ACM Prize in Computing

USA - 2022

citation

For breakthroughs on verifiable delegation of computation and fundamental contributions to cryptography

Yael Tauman Kalai has made fundamental advances to cryptography through groundbreaking work in verifiable delegation of computation, eliminating interaction in cryptographic protocols, leakage-resilient cryptography, and interactive coding theory. Although her work is theoretical in nature, it has had a profound impact on practical applications in cryptography and blockchain technologies.

Kalai devised a method for generating "succinct proofs" that certify the correctness of any computation. This method enables a weak device to offload any computation to a stronger device in a way that enables the results to be efficiently checked for correctness. Such succinct proofs have been used by numerous blockchain companies (including Ethereum) to certify transaction validity and thereby overcome key obstacles in blockchain scalability, enabling faster and more reliable transactions. Kalai's research has provided essential definitions, key concepts, and inventive techniques to this domain. More specifically, Kalai's work pioneered the study of "doubly efficient" interactive proofs, which ensure that the computational overhead placed on the strong device is small (nearly linear in the running time of the computation being proved). In contrast, previous constructions incurred an overhead that is highly exponential in the space of the computation. Kalai's work transformed the concept of delegation from a theoretical curiosity to the realm of practice. Her subsequent work used cryptography to develop certificates of computation, eliminating the need for back-and-forth interaction. This work used insights from quantum information theory, specifically "non-signaling" strategies, to construct a one-round delegation scheme for any computation. These schemes have led to a body of work on delegation, including theoretical advancements, applied implementations, and real-world deployment.

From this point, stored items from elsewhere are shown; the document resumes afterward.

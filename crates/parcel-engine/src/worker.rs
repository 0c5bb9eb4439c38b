// ABOUTME: Single-flight drain worker: one tokio task runs drain passes, fed by a bounded request channel.
// ABOUTME: DrainHandle lets trigger sources request passes; overlapping requests coalesce into one follow-up pass.

use std::fmt;
use std::sync::Arc;

use thiserror::Error;
use tokio::sync::mpsc::error::TrySendError;
use tokio::sync::{mpsc, oneshot, watch};
use tokio::task::JoinHandle;

use crate::engine::{DrainReport, QueueEngine};

/// Errors returned by [`DrainHandle`].
#[derive(Debug, Error)]
pub enum WorkerError {
    #[error("drain worker has shut down")]
    Closed,
}

/// Why a drain pass was requested.
#[derive(Debug, Clone, Copy, PartialEq, Eq)]
pub enum TriggerSource {
    Startup,
    Enqueued,
    ConnectivityRestored,
    Manual,
}

impl fmt::Display for TriggerSource {
    fn fmt(&self, f: &mut fmt::Formatter<'_>) -> fmt::Result {
        let s = match self {
            TriggerSource::Startup => "startup",
            TriggerSource::Enqueued => "enqueued",
            TriggerSource::ConnectivityRestored => "connectivity_restored",
            TriggerSource::Manual => "manual",
        };
        f.write_str(s)
    }
}

pub(crate) struct DrainRequest {
    pub(crate) source: TriggerSource,
    pub(crate) reply: Option<oneshot::Sender<DrainReport>>,
}

/// A capacity of one means at most one pass is ever waiting behind the
/// running one.
const REQUEST_CAPACITY: usize = 1;

pub(crate) fn drain_channel() -> (DrainHandle, mpsc::Receiver<DrainRequest>) {
    let (tx, rx) = mpsc::channel(REQUEST_CAPACITY);
    (DrainHandle { tx }, rx)
}

/// Cloneable handle for requesting drain passes.
#[derive(Clone)]
pub struct DrainHandle {
    tx: mpsc::Sender<DrainRequest>,
}

impl DrainHandle {
    /// Request a pass without waiting for it. Returns false only when the
    /// worker is gone.
    pub fn trigger(&self, source: TriggerSource) -> bool {
        match self.tx.try_send(DrainRequest {
            source,
            reply: None,
        }) {
            Ok(()) => {
                tracing::debug!(source = %source, "drain requested");
                true
            }
            Err(TrySendError::Full(_)) => {
                tracing::debug!(source = %source, "drain already pending, coalesced");
                true
            }
            Err(TrySendError::Closed(_)) => {
                tracing::warn!(source = %source, "drain worker is gone, trigger ignored");
                false
            }
        }
    }

    /// Request a pass and wait for its report. The pass starts after this call.
    pub async fn drain_now(&self, source: TriggerSource) -> Result<DrainReport, WorkerError> {
        let (reply_tx, reply_rx) = oneshot::channel();
        self.tx
            .send(DrainRequest {
                source,
                reply: Some(reply_tx),
            })
            .await
            .map_err(|_| WorkerError::Closed)?;
        reply_rx.await.map_err(|_| WorkerError::Closed)
    }
}

/// Owns the pass loop. Only one pass runs at a time.
pub struct DrainWorker {
    engine: Arc<QueueEngine>,
    rx: mpsc::Receiver<DrainRequest>,
    shutdown: watch::Receiver<bool>,
}

impl DrainWorker {
    /// Spawn the worker task. It exits when `shutdown` becomes true or every
    /// handle is dropped.
    pub fn spawn(
        engine: Arc<QueueEngine>,
        shutdown: watch::Receiver<bool>,
    ) -> (DrainHandle, JoinHandle<()>) {
        let (handle, rx) = drain_channel();
        let worker = DrainWorker {
            engine,
            rx,
            shutdown,
        };
        (handle, tokio::spawn(worker.run()))
    }

    async fn run(mut self) {
        loop {
            if *self.shutdown.borrow() {
                break;
            }
            let next = tokio::select! {
                biased;
                changed = self.shutdown.changed() => {
                    if changed.is_err() {
                        break;
                    }
                    None
                }
                request = self.rx.recv() => match request {
                    Some(request) => Some(request),
                    None => break,
                },
            };
            // Woken by the shutdown channel; the loop head decides.
            let Some(first) = next else {
                continue;
            };

            let mut sources = vec![first.source];
            let mut waiters: Vec<oneshot::Sender<DrainReport>> = first.reply.into_iter().collect();
            while let Ok(more) = self.rx.try_recv() {
                sources.push(more.source);
                waiters.extend(more.reply);
            }

            tracing::debug!(sources = ?sources, waiters = waiters.len(), "starting drain pass");
            let report = self.engine.drain_pass().await;
            for waiter in waiters {
                // The caller may have given up waiting.
                let _ = waiter.send(report.clone());
            }
        }
        tracing::debug!("drain worker stopped");
    }
}

#[cfg(test)]
mod tests {
    use super::*;
    use std::time::Duration;

    use chrono::Utc;
    use parcel_core::NewArtifact;
    use parcel_delivery::testing::{RecordingNotifier, ScriptedDeliveryClient};
    use parcel_store::QueueStore;
    use tempfile::TempDir;

    use crate::engine::EngineConfig;

    fn engine(dir: &TempDir, client: Arc<ScriptedDeliveryClient>) -> Arc<QueueEngine> {
        Arc::new(QueueEngine::new(
            Arc::new(QueueStore::open_in_memory().unwrap()),
            client,
            Arc::new(RecordingNotifier::new()),
            EngineConfig::new(dir.path().join("artifacts")),
        ))
    }

    #[tokio::test]
    async fn drain_now_returns_report() {
        let dir = TempDir::new().unwrap();
        let client = Arc::new(ScriptedDeliveryClient::new());
        let engine = engine(&dir, client.clone());
        engine
            .enqueue(NewArtifact::text("hello", "1", Utc::now()))
            .await;
        let (_tx, shutdown) = watch::channel(false);
        let (handle, _join) = DrainWorker::spawn(engine.clone(), shutdown);

        let report = handle.drain_now(TriggerSource::Manual).await.unwrap();

        assert_eq!(report.delivered, 1);
        assert_eq!(engine.store().pending_count().unwrap(), 0);
    }

    #[tokio::test]
    async fn passes_never_overlap() {
        let dir = TempDir::new().unwrap();
        let client =
            Arc::new(ScriptedDeliveryClient::new().with_latency(Duration::from_millis(20)));
        let engine = engine(&dir, client.clone());
        for i in 0..3 {
            engine
                .enqueue(NewArtifact::text(format!("note {}", i), "1", Utc::now()))
                .await;
        }
        let (_tx, shutdown) = watch::channel(false);
        let (handle, _join) = DrainWorker::spawn(engine, shutdown);

        for _ in 0..10 {
            handle.trigger(TriggerSource::Enqueued);
        }
        let a = handle.clone();
        let b = handle.clone();
        let (ra, rb) = tokio::join!(
            a.drain_now(TriggerSource::Manual),
            b.drain_now(TriggerSource::Manual)
        );
        ra.unwrap();
        rb.unwrap();

        assert_eq!(client.max_in_flight(), 1);
        let notes = client.texts().iter().filter(|t| t.starts_with("note")).count();
        assert_eq!(notes, 3, "each note delivered exactly once");
    }

    #[tokio::test]
    async fn triggers_while_one_is_pending_coalesce() {
        let (handle, mut rx) = drain_channel();

        assert!(handle.trigger(TriggerSource::Enqueued));
        assert!(handle.trigger(TriggerSource::Enqueued));
        assert!(handle.trigger(TriggerSource::ConnectivityRestored));

        let first = rx.try_recv().unwrap();
        assert_eq!(first.source, TriggerSource::Enqueued);
        assert!(rx.try_recv().is_err(), "extra triggers folded into the pending one");
    }

    #[tokio::test]
    async fn queued_waiters_share_one_pass() {
        let dir = TempDir::new().unwrap();
        let client =
            Arc::new(ScriptedDeliveryClient::new().with_latency(Duration::from_millis(30)));
        let engine = engine(&dir, client.clone());
        engine
            .enqueue(NewArtifact::text("once", "1", Utc::now()))
            .await;
        let (_tx, shutdown) = watch::channel(false);
        let (handle, _join) = DrainWorker::spawn(engine, shutdown);

        let reports = tokio::join!(
            handle.drain_now(TriggerSource::Manual),
            handle.drain_now(TriggerSource::Manual),
            handle.drain_now(TriggerSource::Manual),
        );
        let delivered =
            reports.0.unwrap().delivered + reports.1.unwrap().delivered + reports.2.unwrap().delivered;

        // The first pass delivers; waiters that share it see the same report,
        // any later pass finds the queue empty.
        assert!(delivered >= 1);
        let sends = client.texts().iter().filter(|t| *t == "once").count();
        assert_eq!(sends, 1);
    }

    #[tokio::test]
    async fn shutdown_stops_the_worker() {
        let dir = TempDir::new().unwrap();
        let engine = engine(&dir, Arc::new(ScriptedDeliveryClient::new()));
        let (tx, shutdown) = watch::channel(false);
        let (handle, join) = DrainWorker::spawn(engine, shutdown);

        tx.send_replace(true);
        tokio::time::timeout(Duration::from_secs(1), join)
            .await
            .unwrap()
            .unwrap();

        assert!(!handle.trigger(TriggerSource::Manual));
        assert!(matches!(
            handle.drain_now(TriggerSource::Manual).await,
            Err(WorkerError::Closed)
        ));
    }

    #[test]
    fn trigger_source_names() {
        assert_eq!(TriggerSource::ConnectivityRestored.to_string(), "connectivity_restored");
        assert_eq!(TriggerSource::Startup.to_string(), "startup");
    }
}
// ABOUTME: QueueService bundles the engine and its drain worker into one long-lived, cloneable handle.
// ABOUTME: Producers, the CLI, and the connectivity monitor all hold a clone of the same service.

use std::sync::{Arc, Mutex};

use parcel_core::NewArtifact;
use tokio::sync::watch;
use tokio::task::JoinHandle;

use crate::engine::{DrainReport, EnqueueOutcome, QueueEngine};
use crate::worker::{DrainHandle, DrainWorker, TriggerSource, WorkerError};

struct ServiceInner {
    engine: Arc<QueueEngine>,
    handle: DrainHandle,
    shutdown_tx: watch::Sender<bool>,
    worker: Mutex<Option<JoinHandle<()>>>,
}

/// The process-wide delivery queue. Construct once at startup and clone it
/// into every trigger source. Must be created inside a tokio runtime.
#[derive(Clone)]
pub struct QueueService {
    inner: Arc<ServiceInner>,
}

impl QueueService {
    /// Take ownership of the engine and spawn its drain worker.
    pub fn new(engine: QueueEngine) -> Self {
        let engine = Arc::new(engine);
        let (shutdown_tx, shutdown_rx) = watch::channel(false);
        let (handle, worker) = DrainWorker::spawn(Arc::clone(&engine), shutdown_rx);
        Self {
            inner: Arc::new(ServiceInner {
                engine,
                handle,
                shutdown_tx,
                worker: Mutex::new(Some(worker)),
            }),
        }
    }

    pub fn engine(&self) -> &QueueEngine {
        &self.inner.engine
    }

    pub fn handle(&self) -> DrainHandle {
        self.inner.handle.clone()
    }

    /// Receiver that flips to true when [`shutdown`](Self::shutdown) runs.
    pub fn shutdown_signal(&self) -> watch::Receiver<bool> {
        self.inner.shutdown_tx.subscribe()
    }

    /// Fire the startup drain so records left by a previous run go out.
    pub fn start(&self) -> bool {
        self.trigger(TriggerSource::Startup)
    }

    /// Enqueue an artifact and, if it was newly queued, request a drain
    /// without waiting for it.
    pub async fn enqueue(&self, artifact: NewArtifact) -> EnqueueOutcome {
        let outcome = self.inner.engine.enqueue(artifact).await;
        if outcome.is_queued() {
            self.trigger(TriggerSource::Enqueued);
        }
        outcome
    }

    pub fn trigger(&self, source: TriggerSource) -> bool {
        self.inner.handle.trigger(source)
    }

    pub async fn drain_now(&self, source: TriggerSource) -> Result<DrainReport, WorkerError> {
        self.inner.handle.drain_now(source).await
    }

    /// Stop after the in-flight record and wait for the worker to exit.
    /// Pending records stay in the store for the next run.
    pub async fn shutdown(&self) {
        self.inner.engine.request_stop();
        self.inner.shutdown_tx.send_replace(true);

        let worker = self
            .inner
            .worker
            .lock()
            .unwrap_or_else(|e| e.into_inner())
            .take();
        if let Some(worker) = worker
            && let Err(e) = worker.await
        {
            tracing::warn!(error = %e, "drain worker ended abnormally");
        }
        tracing::info!("queue service stopped");
    }
}
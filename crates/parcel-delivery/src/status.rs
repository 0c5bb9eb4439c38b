// ABOUTME: Local status events describing an artifact's queue lifecycle, and the notifier trait that emits them.
// ABOUTME: TracingNotifier publishes on a fixed tracing target so local observers can subscribe to one channel.

use parcel_core::{ArtifactId, ArtifactType};

/// Tracing target every [`TracingNotifier`] event is published on.
pub const STATUS_TARGET: &str = "parcel::status";

/// One step in an artifact's lifecycle.
#[derive(Debug, Clone, PartialEq, Eq)]
pub enum StatusEvent {
    Queued {
        id: ArtifactId,
        artifact_type: ArtifactType,
    },
    Delivered {
        id: ArtifactId,
        artifact_type: ArtifactType,
    },
    Failed {
        id: ArtifactId,
        artifact_type: ArtifactType,
        reason: String,
    },
    Dropped {
        id: ArtifactId,
        artifact_type: ArtifactType,
        reason: String,
    },
}

impl StatusEvent {
    pub fn id(&self) -> ArtifactId {
        match self {
            StatusEvent::Queued { id, .. }
            | StatusEvent::Delivered { id, .. }
            | StatusEvent::Failed { id, .. }
            | StatusEvent::Dropped { id, .. } => *id,
        }
    }

    pub fn kind(&self) -> &'static str {
        match self {
            StatusEvent::Queued { .. } => "queued",
            StatusEvent::Delivered { .. } => "delivered",
            StatusEvent::Failed { .. } => "failed",
            StatusEvent::Dropped { .. } => "dropped",
        }
    }
}

/// Receives lifecycle events. Implementations must not block; they are
/// called inline from the drain loop.
pub trait StatusNotifier: Send + Sync {
    fn notify(&self, event: &StatusEvent);
}

/// Publishes status events as tracing events on [`STATUS_TARGET`].
#[derive(Debug, Default, Clone, Copy)]
pub struct TracingNotifier;

impl StatusNotifier for TracingNotifier {
    fn notify(&self, event: &StatusEvent) {
        match event {
            StatusEvent::Queued { id, artifact_type } => {
                tracing::info!(target: STATUS_TARGET, id = %id, artifact_type = %artifact_type, "queued");
            }
            StatusEvent::Delivered { id, artifact_type } => {
                tracing::info!(target: STATUS_TARGET, id = %id, artifact_type = %artifact_type, "delivered");
            }
            StatusEvent::Failed {
                id,
                artifact_type,
                reason,
            } => {
                tracing::warn!(target: STATUS_TARGET, id = %id, artifact_type = %artifact_type, reason = %reason, "failed");
            }
            StatusEvent::Dropped {
                id,
                artifact_type,
                reason,
            } => {
                tracing::warn!(target: STATUS_TARGET, id = %id, artifact_type = %artifact_type, reason = %reason, "dropped");
            }
        }
    }
}
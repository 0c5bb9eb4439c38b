// ABOUTME: Queue engine for parcel: accepts artifacts, drains them in capture order, and schedules drains.
// ABOUTME: Exposes QueueEngine, the single-flight DrainWorker, QueueService, and the connectivity monitor.

pub mod connectivity;
pub mod engine;
pub mod service;
pub mod worker;

pub use connectivity::{ConnectivityMonitor, ConnectivityProbe, TcpProbe};
pub use engine::{DrainReport, EngineConfig, EnqueueOutcome, QueueEngine};
pub use service::QueueService;
pub use worker::{DrainHandle, DrainWorker, TriggerSource, WorkerError};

Kalai's other important contributions include her breakthrough work on the security of the "Fiat-Shamir paradigm," a general technique for eliminating interaction from interactive protocols. This paradigm is extensively utilized in real-world applications, including in the most prevalent digital signature scheme (ECDSA), which is used by all iOS and Android mobile devices. Despite its widespread adoption, its security has been poorly understood. Kalai's research established a solid foundation for understanding the security of this paradigm. In addition, she co-pioneered the field of leakage resilient cryptography and solved a long-standing open problem in interactive coding theory, showing how to convert any interactive protocol into one that is resilient to a constant fraction of adversarial errors, while increasing the communication complexity by at most a constant factor and the running time by at most a polynomial factor. Kalai's extensive work in the field of cryptography has helped shape modern cryptographic practices and provided a strong foundation for further advancements.